LUXEMBOURG
AUDREY SOMNARD

Les entreprises sont de plus en plus sensibles à la responsabilité sociétale (RSE),

Les CEO ont compris qu’au-delà des mesures étatiques, les entreprises ont également leur part à jouer pour améliorer les conditions de travail, et donc de vie, des employés. Un enjeu de société que le réseau IMS a voulu mesurer auprès de ses membres. C’est donc en collaboration avec le LISER, TNS Ilres et le ministère de Travail, qu’IMS a mené pour la première fois l’enquête auprès de ses membres pour évaluer leur niveau d’engagement dans le domaine de la Responsabilité Sociétale des Entreprises (RSE) et plus spécifiquement leur potentielle contribution à l’Agenda 2030 luxembourgeois.

C’est en 2017, que les entreprises membres du réseau IMS, représentant 15% de la masse salariale au Luxembourg, ont répondu à un questionnaire afin de mesurer leur niveau de maturité et leur aptitude à contribuer aux 17 Objectifs de Développement Durable. Si certains concernent des priorités déjà atteintes au Luxembourg, comme l’accès à l’eau salubre ou à une éducation de qualité, les entreprises luxembourgeoises peuvent contribuer directement avec leurs actions à d’autres objectifs comme la lutte contre le changement climatique ou la consommation ou production responsable. Sur les 110 entreprises membres du réseau IMS, 55 personnes de contact et 28 CEO ont répondu à l’enquête pour un taux de réponse de 38%.

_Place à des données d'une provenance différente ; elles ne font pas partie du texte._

impl BundleState {
    #[inline]
    pub const fn is_ready(&self) -> bool {
        matches!(self, Self::Ready(_))
    }

    #[inline]
    pub const fn bundle(&self) -> Option<&MigrationBundle> {
        match self {
            Self::Ready(bundle) => Some(bundle),
            Self::NotReady(_) => None,
        }
    }
}

/// The parameters the execution service prices a bundle with.
#[derive(Debug, Clone, Copy, PartialEq, Eq, Hash, Serialize)]
#[serde(rename_all = "camelCase")]
pub struct BundleParams {
    pub chain_id: ChainId,
    pub from_address: Address,
    pub spender: Address,
}

/// An ordered list of actions, ready to be priced by the execution service.
#[derive(Debug, Clone, PartialEq, Eq, Deref)]
pub struct MigrationBundle {
    #[deref]
    actions: Vec<BundleAction>,
    chain_id: ChainId,
    destination_chain_id: ChainId,
    receiver: Address,
}

impl MigrationBundle {
    #[inline]
    pub fn actions(&self) -> &[BundleAction] {
        &self.actions
    }

    /// The chain the bundle executes on.
    #[inline]
    pub const fn chain_id(&self) -> ChainId {
        self.chain_id
    }

    #[inline]
    pub const fn destination_chain_id(&self) -> ChainId {
        self.destination_chain_id
    }

    #[inline]
    pub const fn receiver(&self) -> Address {
        self.receiver
    }

    #[inline]
    pub const fn is_cross_chain(&self) -> bool {
        self.chain_id != self.destination_chain_id
    }

    /// The kinds of the top level actions, in order.
    #[inline]
    pub fn kinds(&self) -> Vec<ActionKind> {
        self.actions.iter().map(BundleAction::kind).collect()
    }

    /// The actions executed on the destination chain after bridging.
    #[inline]
    pub fn callback(&self) -> Option<&[BundleAction]> {
        self.actions.iter().find_map(|action| match &action.args {
            ActionArgs::Bridge(args) => Some(args.callback.as_slice()),
            _ => None,
        })
    }

    /// The receiver executes the bundle and is also the spender.
    #[inline]
    pub const fn params(&self) -> BundleParams {
        BundleParams {
            chain_id: self.chain_id,
            from_address: self.receiver,
            spender: self.receiver,
        }
    }
}

/// The validated destination of a ready request.
struct Destination {
    chain_id: ChainId,
    tokens: [Address; 2],
    pool_fee: u32,
    range: PriceRange,
    receiver: Address,
    position_manager: Address,
}

fn check_ready(request: &MigrationRequest) -> Result<(&MigrationSource, Destination), NotReadyReason> {
    let source = request
        .source
        .as_ref()
        .ok_or(NotReadyReason::MissingSource)?;
    match source {
        MigrationSource::Token { amount, .. } if amount.is_zero() => {
            return Err(NotReadyReason::ZeroAmount)
        }
        MigrationSource::Position { liquidity: 0, .. } => return Err(NotReadyReason::ZeroLiquidity),
        _ => {}
    }
    let target = &request.target;
    let chain_id = target
        .chain_id_out
        .ok_or(NotReadyReason::MissingDestinationChain)?;
    let receiver = target.receiver.ok_or(NotReadyReason::MissingReceiver)?;
    let (Some(token0), Some(token1)) = (target.token0, target.token1) else {
        return Err(NotReadyReason::MissingTokens);
    };
    let pool_fee = target.pool_fee.ok_or(NotReadyReason::MissingPoolFee)?;
    let range = target.range.ok_or(NotReadyReason::MissingRange)?;
    let position_manager = v4_position_manager(chain_id)
        .map_err(|_| NotReadyReason::UnsupportedDestination(chain_id))?;
    Ok((
        source,
        Destination {
            chain_id,
            tokens: [token0, token1],
            pool_fee,
            range,
            receiver,
            position_manager,
        },
    ))
}
use crate::error::Error;
use alloy_primitives::{address, Address, ChainId};

/// Placeholder address for the chain's native asset as understood by the execution service.
pub const NATIVE_TOKEN: Address = address!("eeeeeeeeeeeeeeeeeeeeeeeeeeeeeeeeeeeeeeee");

/// Placeholder address for the native asset inside a V4 pool key.
pub const NULL_ADDRESS: Address = Address::ZERO;

/// The router that pulls tokens and positions on behalf of the user.
pub const ROUTER_ADDRESS: Address = address!("f75584ef6673ad213a685a1b58cc0330b8ea22cf");

/// Protocol fee taken from every migration, in basis points.
pub const DEFAULT_FEE_BPS: u16 = 25;

/// Default slippage tolerance applied to every guarded step, in basis points.
pub const DEFAULT_SLIPPAGE_BPS: u16 = 50;

/// Number of tick spacings away from the protocol bounds that still counts as a full range.
pub const FULL_RANGE_TOLERANCE: i32 = 10;

/// Tick spacing used when a pool's fee tier is unknown.
pub const DEFAULT_TICK_SPACING: i32 = 60;

/// The default factory enabled fee amounts, denominated in hundredths of bips.
#[derive(Debug, Clone, Copy, PartialEq, Eq, Hash, PartialOrd, Ord)]
pub enum FeeAmount {
    LOWEST = 100,
    LOW = 500,
    MEDIUM = 3000,
    HIGH = 10000,
}

impl FeeAmount {
    pub const ALL: [Self; 4] = [Self::LOWEST, Self::LOW, Self::MEDIUM, Self::HIGH];

    /// The default factory tick spacings by fee amount.
    #[inline]
    pub const fn tick_spacing(&self) -> i32 {
        match self {
            Self::LOWEST => 1,
            Self::LOW => 10,
            Self::MEDIUM => 60,
            Self::HIGH => 200,
        }
    }

    #[inline]
    pub const fn fee(&self) -> u32 {
        *self as u32
    }
}

impl TryFrom<u32> for FeeAmount {
    type Error = Error;

    #[inline]
    fn try_from(fee: u32) -> Result<Self, Self::Error> {
        match fee {
            100 => Ok(Self::LOWEST),
            500 => Ok(Self::LOW),
            3000 => Ok(Self::MEDIUM),
            10000 => Ok(Self::HIGH),
            _ => Err(Error::InvalidFeeTier(fee)),
        }
    }
}

/// Returns the tick spacing of a fee tier, falling back to [`DEFAULT_TICK_SPACING`].
#[inline]
pub fn tick_spacing_for_fee(fee: u32) -> i32 {
    FeeAmount::try_from(fee).map_or(DEFAULT_TICK_SPACING, |fee| fee.tick_spacing())
}

/// Chains the migrator can read from or deposit into.
#[derive(Debug, Clone, Copy, PartialEq, Eq, Hash)]
pub enum SupportedChain {
    Ethereum = 1,
    Optimism = 10,
    Bsc = 56,
    Unichain = 130,
    Polygon = 137,
    Base = 8453,
    Arbitrum = 42161,
    Avalanche = 43114,
    Linea = 59144,
}

const V3_POSITION_MANAGER: Address = address!("c36442b4a4522e871399cd717abdd847ab11fe88");
const V3_POSITION_MANAGER_BASE: Address = address!("03a520b32c04bf3beef7beb72e919cf822ed34f1");
const V4_POSITION_MANAGER_BASE: Address = address!("7c5f5a4bbd8fd63184577525326123b519429bdc");
const V4_POSITION_MANAGER_UNICHAIN: Address =
    address!("4529a01c7a0410167c5740c487a8de60232617bf");

impl SupportedChain {
    pub const ALL: [Self; 9] = [
        Self::Ethereum,
        Self::Optimism,
        Self::Bsc,
        Self::Unichain,
        Self::Polygon,
        Self::Base,
        Self::Arbitrum,
        Self::Avalanche,
        Self::Linea,
    ];

    #[inline]
    pub const fn id(&self) -> ChainId {
        *self as ChainId
    }

    /// The chain key used by the bridge network's metadata API.
    pub const fn bridge_chain_key(&self) -> &'static str {
        match self {
            Self::Ethereum => "ethereum",
            Self::Optimism => "optimism",
            Self::Bsc => "bsc",
            Self::Unichain => "unichain",
            Self::Polygon => "polygon",
            Self::Base => "base",
            Self::Arbitrum => "arbitrum",
            Self::Avalanche => "avalanche",
            Self::Linea => "linea",
        }
    }

    /// Whether ETH is the chain's gas asset, which lets ETH be bridged natively.
    pub const fn is_native_eth(&self) -> bool {
        matches!(
            self,
            Self::Ethereum
                | Self::Optimism
                | Self::Unichain
                | Self::Base
                | Self::Arbitrum
                | Self::Linea
        )
    }

    /// The V3 nonfungible position manager that source positions live in.
    pub const fn v3_position_manager(&self) -> Address {
        match self {
            Self::Base => V3_POSITION_MANAGER_BASE,
            _ => V3_POSITION_MANAGER,
        }
    }

    /// The V4 position manager that receives deposits, if the chain is a deposit destination.
    pub const fn v4_position_manager(&self) -> Option<Address> {
        match self {
            Self::Base => Some(V4_POSITION_MANAGER_BASE),
            Self::Unichain => Some(V4_POSITION_MANAGER_UNICHAIN),
            _ => None,
        }
    }
}

impl TryFrom<ChainId> for SupportedChain {
    type Error = Error;

    fn try_from(chain_id: ChainId) -> Result<Self, Self::Error> {
        Self::ALL
            .into_iter()
            .find(|chain| chain.id() == chain_id)
            .ok_or(Error::UnsupportedChain(chain_id))
    }
}

/// Returns the V4 position manager of the given chain.
#[inline]
pub fn v4_position_manager(chain_id: ChainId) -> Result<Address, Error> {
    SupportedChain::try_from(chain_id)?
        .v4_position_manager()
        .ok_or(Error::UnsupportedChain(chain_id))
}

/// Whether the chain id belongs to a chain whose gas asset is ETH.
#[inline]
pub fn is_native_eth_chain(chain_id: ChainId) -> bool {
    SupportedChain::try_from(chain_id).is_ok_and(|chain| chain.is_native_eth())
}
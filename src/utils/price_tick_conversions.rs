//! ## Price and tick conversions
//! Floating point conversions between [`i32`] ticks and raw `token1/token0` prices, plus the
//! percentage and range-width figures shown next to a price range.
//!
//! All prices here are raw pool prices (`1.0001^tick`), not adjusted for token decimals unless a
//! function says otherwise. Callers must round a tick to the pool's tick spacing before using it
//! as a position boundary.

use super::{
    parse_decimal, round_tick, round_tick_within_bounds, max_possible_tick, min_possible_tick,
    MAX_TICK, MIN_TICK,
};
use crate::constants::FULL_RANGE_TOLERANCE;

/// The price ratio between two adjacent ticks.
pub const TICK_BASE: f64 = 1.0001;

/// Raw ticks closer than this to an integer are treated as that integer before rounding, which
/// absorbs the error of `ln` and `powf` when a price was produced from an exact tick.
const TICK_SNAP_TOLERANCE: f64 = 1e-6;

/// Returns the raw price `1.0001^tick`.
#[inline]
pub fn tick_to_price(tick: i32) -> f64 {
    TICK_BASE.powf(f64::from(tick))
}

/// Converts a raw price to a tick that is a multiple of `tick_spacing`.
///
/// ## Arguments
///
/// * `price`: the raw `token1/token0` price
/// * `tick_spacing`: the spacing of the pool
/// * `round_up`: returns the smallest usable tick whose price is at least `price` if true, the
///   largest usable tick whose price is at most `price` otherwise
///
/// Returns 0 when `price` is not a positive number. A price that corresponds exactly to a multiple
/// of `tick_spacing` maps to that tick in both rounding directions.
pub fn price_to_tick(price: f64, tick_spacing: i32, round_up: bool) -> i32 {
    if price.is_nan() || price <= 0.0 {
        return 0;
    }
    let raw = price.ln() / TICK_BASE.ln();
    let nearest = raw.round();
    let raw = if (raw - nearest).abs() < TICK_SNAP_TOLERANCE {
        nearest
    } else {
        raw
    };
    let tick = if round_up { raw.ceil() } else { raw.floor() };
    let tick = tick.clamp(f64::from(MIN_TICK), f64::from(MAX_TICK)) as i32;
    round_tick_within_bounds(tick, tick_spacing, round_up)
}

/// Returns how far `price` is from `current_price`, in percent, or `None` without a usable
/// current price.
#[inline]
pub fn calculate_price_percentage(price: f64, current_price: f64) -> Option<f64> {
    if current_price == 0.0 || current_price.is_nan() {
        return None;
    }
    Some((price / current_price - 1.0) * 100.0)
}

/// Formats a percentage with an explicit sign and two decimals, clamped to `[-100, 1000]`.
pub fn format_price_percentage(percent: Option<f64>) -> String {
    let Some(percent) = percent else {
        return String::new();
    };
    let limited = percent.clamp(-100.0, 1000.0);
    let sign = if limited > 0.0 { "+" } else { "" };
    format!("{sign}{limited:.2}%")
}

/// The label shown next to a price input; empty when the price equals the current price.
pub fn formatted_price_percentage(price: f64, current_price: f64) -> String {
    match calculate_price_percentage(price, current_price) {
        Some(percent) if percent != 0.0 => format_price_percentage(Some(percent)),
        _ => String::new(),
    }
}

/// The width of a tick range in percent of its midpoint price.
///
/// Callers must pass `tick_lower <= tick_upper`; swapping the arguments negates the result.
#[inline]
pub fn calculate_range_width(tick_lower: i32, tick_upper: i32) -> f64 {
    let price_lower = tick_to_price(tick_lower);
    let price_upper = tick_to_price(tick_upper);
    (price_upper - price_lower) / ((price_lower + price_upper) / 2.0) * 100.0
}

/// Whether a range is close enough to the protocol bounds to be shown as a full range.
///
/// Uses a tolerance of [`FULL_RANGE_TOLERANCE`] tick spacings.
#[inline]
pub fn is_full_range(tick_lower: i32, tick_upper: i32, tick_spacing: i32) -> bool {
    is_full_range_with_tolerance(tick_lower, tick_upper, tick_spacing, FULL_RANGE_TOLERANCE)
}

/// Same as [`is_full_range`] with a custom tolerance, in tick spacings.
pub fn is_full_range_with_tolerance(
    tick_lower: i32,
    tick_upper: i32,
    tick_spacing: i32,
    tolerance: i32,
) -> bool {
    tick_lower <= min_possible_tick(tick_spacing) + tick_spacing * tolerance
        && tick_upper >= max_possible_tick(tick_spacing) - tick_spacing * tolerance
}

/// The factor that turns a raw price into a human price, `10^(decimals0 - decimals1)`.
#[inline]
pub fn decimals_adjustment(decimals0: u8, decimals1: u8) -> f64 {
    10f64.powi(i32::from(decimals0) - i32::from(decimals1))
}

/// Returns the human price of a tick, quoted in token1 per token0 if `prices_in_token0`, in
/// token0 per token1 otherwise.
#[inline]
pub fn tick_to_display_price(tick: i32, adjustment: f64, prices_in_token0: bool) -> f64 {
    let price = tick_to_price(tick) * adjustment;
    if prices_in_token0 {
        price
    } else {
        1.0 / price
    }
}

/// Parses a typed human price back into a usable tick.
///
/// Returns `None` for input that is not a positive decimal number, leaving the caller's previous
/// tick untouched.
pub fn display_price_to_tick(
    input: &str,
    adjustment: f64,
    prices_in_token0: bool,
    tick_spacing: i32,
    round_up: bool,
) -> Option<i32> {
    let price = parse_decimal(input)?;
    let price = if prices_in_token0 { price } else { 1.0 / price };
    let raw_price = price / adjustment;
    if !raw_price.is_finite() || raw_price <= 0.0 {
        return None;
    }
    Some(price_to_tick(raw_price, tick_spacing, round_up))
}

/// Rounds a tick range outward to a tick spacing.
#[inline]
pub fn widen_to_spacing(tick_lower: i32, tick_upper: i32, tick_spacing: i32) -> (i32, i32) {
    (
        round_tick(tick_lower, tick_spacing, false),
        round_tick(tick_upper, tick_spacing, true),
    )
}
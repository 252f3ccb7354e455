use core::hint::black_box;
use criterion::{criterion_group, criterion_main, Criterion, Throughput};
use uniswap_v4_migrator::prelude::*;

fn generate_tick_inputs() -> Vec<i32> {
    let mut inputs = (-128..=128).map(|i| i * 6_931).collect::<Vec<_>>();

    // Add edge cases
    inputs.extend([MIN_TICK, MAX_TICK, 0, 200_311, -201_335]);

    inputs
}

fn price_tick_round_trip(c: &mut Criterion) {
    let inputs = generate_tick_inputs();
    let mut group = c.benchmark_group("price_tick_round_trip");
    group.throughput(Throughput::Elements(inputs.len() as u64));

    group.bench_function("tick_to_price", |b| {
        b.iter(|| {
            for tick in &inputs {
                let _ = black_box(tick_to_price(*tick));
            }
        })
    });

    let prices: Vec<_> = inputs.iter().map(|tick| tick_to_price(*tick)).collect();
    group.bench_function("price_to_tick", |b| {
        b.iter(|| {
            for price in &prices {
                let _ = black_box(price_to_tick(*price, 60, false));
            }
        })
    });

    group.bench_function("display_price_to_tick", |b| {
        let adjustment = decimals_adjustment(6, 18);
        b.iter(|| {
            let _ = black_box(display_price_to_tick("2000.5", adjustment, false, 10, true));
        })
    });

    group.finish();
}

fn compute_range_presets(c: &mut Criterion) {
    let inputs = generate_tick_inputs();
    let mut group = c.benchmark_group("compute_range");
    group.throughput(Throughput::Elements(inputs.len() as u64));

    for (label, selector) in RangeSelector::PRESETS {
        group.bench_function(label, |b| {
            b.iter(|| {
                for tick in &inputs {
                    let _ = black_box(compute_range(selector, Some(*tick), 60));
                }
            })
        });
    }

    group.finish();
}

criterion_group!(benches, price_tick_round_trip, compute_range_presets);
criterion_main!(benches);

La RSE, une opportunité avant tout

Première bonne nouvelle, 90% des CEO considèrent la RSE comme une opportunité de développement de leur entreprise. Et 47% y voient même une opportunité de répondre aux besoins du marché. Une majorité des répondants, 60%, a nommé une personne de référence RSE, mais c’est seulement dans 13% des cas que cette dernière est entièrement dédiée à cette tâche. Le rôle central des salariés est pour l’IMS un indicateur du potentiel humain pour la meilleure intégration de la RSE au sein des entreprises.

C’est le volet social qui est souvent la priorité dans les entreprises luxembourgeoises, notamment le bien-être du collaborateur, constituant l’une des préoccupations principale des répondants. 89% des entreprises répondantes à l’enquête estiment avoir pris des mesures pour le bien-être au travail: santé et sécurité (98%), équipement des locaux (93%), équilibre vie professionnelle et vie privée (90%), gestion du stress (68%), trajet entre domicile et bureau (65%) sont autant de mesures que les entreprises estiment importantes pour améliorer la qualité de vie de leurs employés.

En termes de mobilité durable, là aussi les entreprises sondées mettent en place des mesures concrètes puisque 79% instaurent des horaires flexibles, 51% proposent le mPass pour encourager l’utilisation des transports publics ainsi que des structures pour vélos. Parmi les 17 objectifs de Développement durable à objectif 2030, le 5ème consacré à l’égalité des sexes est une priorité au Luxembourg. C’est le seul qui se caractérise par une proportion de CEO le considérant comme plus important stratégiquement (pour 57%) que urgent à traiter par le pays (41%). Ils considèrent ainsi que ce sujet doit être prioritairement traité au sein des entreprises quand l’Etat a déjà mis en place un certain nombre de dispositifs incitatifs (programme Actions Positives, par exemple).

Paradoxalement, la situation du pays est loin d’être exemplaire. Elle se dégrade même, malgré les efforts affichés des dirigeants. L’index de l’égalité des genres développé par le Forum Économique Mondial a ainsi regressé ces dernières années. On observe qu’entre 2006 et 2012, le Luxembourg a considérablement amélioré son score. Mais à partir de 2012, la tendance s’est néanmoins inversée et en cinq ans, le Luxembourg a perdu 379 points de base, le classant in fine 56ème sur 144 pays en 2017. Bien loin derrière l’Islande, leader en la matière.